Extremamente esquemático e
repleto de clichês, é fácil adivinhar o que irá acontecer a cada nova sequência
e o próprio roteiro trata de anunciar os próximos acontecimentos, ou melhor, os
próximos problemas, pois a viagem do garoto é marcada por percalços e perigos
do início ao fim. Apesar de alguns considerarem que a diretora subestima a
inteligência do espectador em diversos momentos, como a aproximação repentina
dos tios do garoto deixando claro que eles querem ganhar alguma coisa em troca
da guarda do sobrinho, o filme consegue prender a atenção, talvez justamente
por não surpreender, abusar de passagens manjadas, mas principalmente por
apresentar personagens extremamente humanos. A personagem de Kate del Castillo,
popular atriz de novelas mexicanas, trabalha corretamente, mas sua atuação
acaba sendo diminuída consideravelmente perante a espontaneidade e carisma de
Adrian Alonso. Reprovado em um primeiro momento quando fez o teste, a diretora
felizmente teve a sensibilidade necessária para ver que ele era perfeito para
viver o papel de um menino corajoso e com um objetivo sólido. Longe de parecer
uma criança querendo imitar um adulto, o ator mirim demonstra muita disciplina,
maturidade e desenvoltura diante das câmeras e Patricia o deixou livre para
poder improvisar em cena. Quem também surpreende é Eugênio Derbez, curiosamente
um comediante muito popular no México aqui se dedicando a um papel dramático.
Inicialmente Enrique ajudaria Carlito até o momento em que acharia o seu pai, mas
a diretora pediu que o roteiro fosse reescrito de forma que esse homem de
coração de pedra se tornasse um pai substituto. Assim o personagem
que era pequeno cresceu na trama, evoluindo como pessoa acompanhando os passos
da criança. Ele deixa sua sisudez de lado quando se identifica com a história
de Carlito e então passa a aflorar seu instinto paterno e solidário e de quebra
cativar o espectador.
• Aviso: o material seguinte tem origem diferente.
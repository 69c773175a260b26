//! Elementary conversions between primitive and box types.
//!
//! A constant table indexed by primitive kind. Inference only needs to know
//! whether a conversion exists; it never performs value conversion.

use crate::types::{ClassId, IntrinsicKind, TypeId};

const fn slot(kind: IntrinsicKind) -> usize {
    match kind {
        IntrinsicKind::Void => usize::MAX,
        IntrinsicKind::Boolean => 0,
        IntrinsicKind::Byte => 1,
        IntrinsicKind::Short => 2,
        IntrinsicKind::Char => 3,
        IntrinsicKind::Int => 4,
        IntrinsicKind::Long => 5,
        IntrinsicKind::Float => 6,
        IntrinsicKind::Double => 7,
    }
}

/// `WIDENING[from][to]`: identity or widening primitive conversion exists.
/// Rows and columns: boolean, byte, short, char, int, long, float, double.
const WIDENING: [[bool; 8]; 8] = [
    [true, false, false, false, false, false, false, false],
    [false, true, true, false, true, true, true, true],
    [false, false, true, false, true, true, true, true],
    [false, false, false, true, true, true, true, true],
    [false, false, false, false, true, true, true, true],
    [false, false, false, false, false, true, true, true],
    [false, false, false, false, false, false, true, true],
    [false, false, false, false, false, false, false, true],
];

const BOXES: [(IntrinsicKind, ClassId, TypeId); 8] = [
    (IntrinsicKind::Boolean, ClassId::BOOLEAN, TypeId::BOOLEAN_BOX),
    (IntrinsicKind::Byte, ClassId::BYTE, TypeId::BYTE_BOX),
    (IntrinsicKind::Short, ClassId::SHORT, TypeId::SHORT_BOX),
    (IntrinsicKind::Char, ClassId::CHARACTER, TypeId::CHARACTER),
    (IntrinsicKind::Int, ClassId::INTEGER, TypeId::INTEGER),
    (IntrinsicKind::Long, ClassId::LONG, TypeId::LONG_BOX),
    (IntrinsicKind::Float, ClassId::FLOAT, TypeId::FLOAT_BOX),
    (IntrinsicKind::Double, ClassId::DOUBLE, TypeId::DOUBLE_BOX),
];

/// Identity or widening primitive conversion from `from` to `to`.
pub fn is_primitive_widening(from: TypeId, to: TypeId) -> bool {
    let (Some(f), Some(t)) = (
        IntrinsicKind::from_type_id(from),
        IntrinsicKind::from_type_id(to),
    ) else {
        return false;
    };
    let (f, t) = (slot(f), slot(t));
    f < 8 && t < 8 && WIDENING[f][t]
}

/// The box type of a primitive, e.g. `int` to `Integer`.
pub fn boxed(primitive: TypeId) -> Option<TypeId> {
    let kind = IntrinsicKind::from_type_id(primitive)?;
    BOXES
        .iter()
        .find(|(k, _, _)| *k == kind)
        .map(|&(_, _, ty)| ty)
}

/// The primitive a box type unboxes to, e.g. `Integer` to `int`.
pub fn unboxed(reference: TypeId) -> Option<TypeId> {
    BOXES
        .iter()
        .find(|(_, _, ty)| *ty == reference)
        .map(|&(kind, _, _)| kind.to_type_id())
}

pub fn is_box_class(decl: ClassId) -> bool {
    BOXES.iter().any(|&(_, c, _)| c == decl)
}

pub fn is_box_type(ty: TypeId) -> bool {
    BOXES.iter().any(|&(_, _, t)| t == ty)
}

#[cfg(test)]
#[path = "../tests/conversion_tests.rs"]
mod tests;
Terceira maior bilheteria do cinema mexicano nos EUA (na
época), Sob a Mesma Lua é um filme despretensioso feito
sob medida para agradar ao público e não aos críticos, estes que parecem só
aceitar produções estrangeiras quando elas são mirabolantes e cheias de
significados. Apesar da boa aceitação dos americanos, os mexicanos não gostaram
do final feliz dado a história, certamente por na realidade as coisas não serem
romanceadas e a busca pelo sonho americano terminar geralmente em frustração ou
coisa pior. Diga-se de passagem, o final não é feliz totalmente por causa do
personagem Enrique. Não convém dizer o que acontece, mas digamos que a diretora
faz um afago de um lado e um machucado de outro. Assim como na vida real,
finais felizes e tristes caminham paralelamente.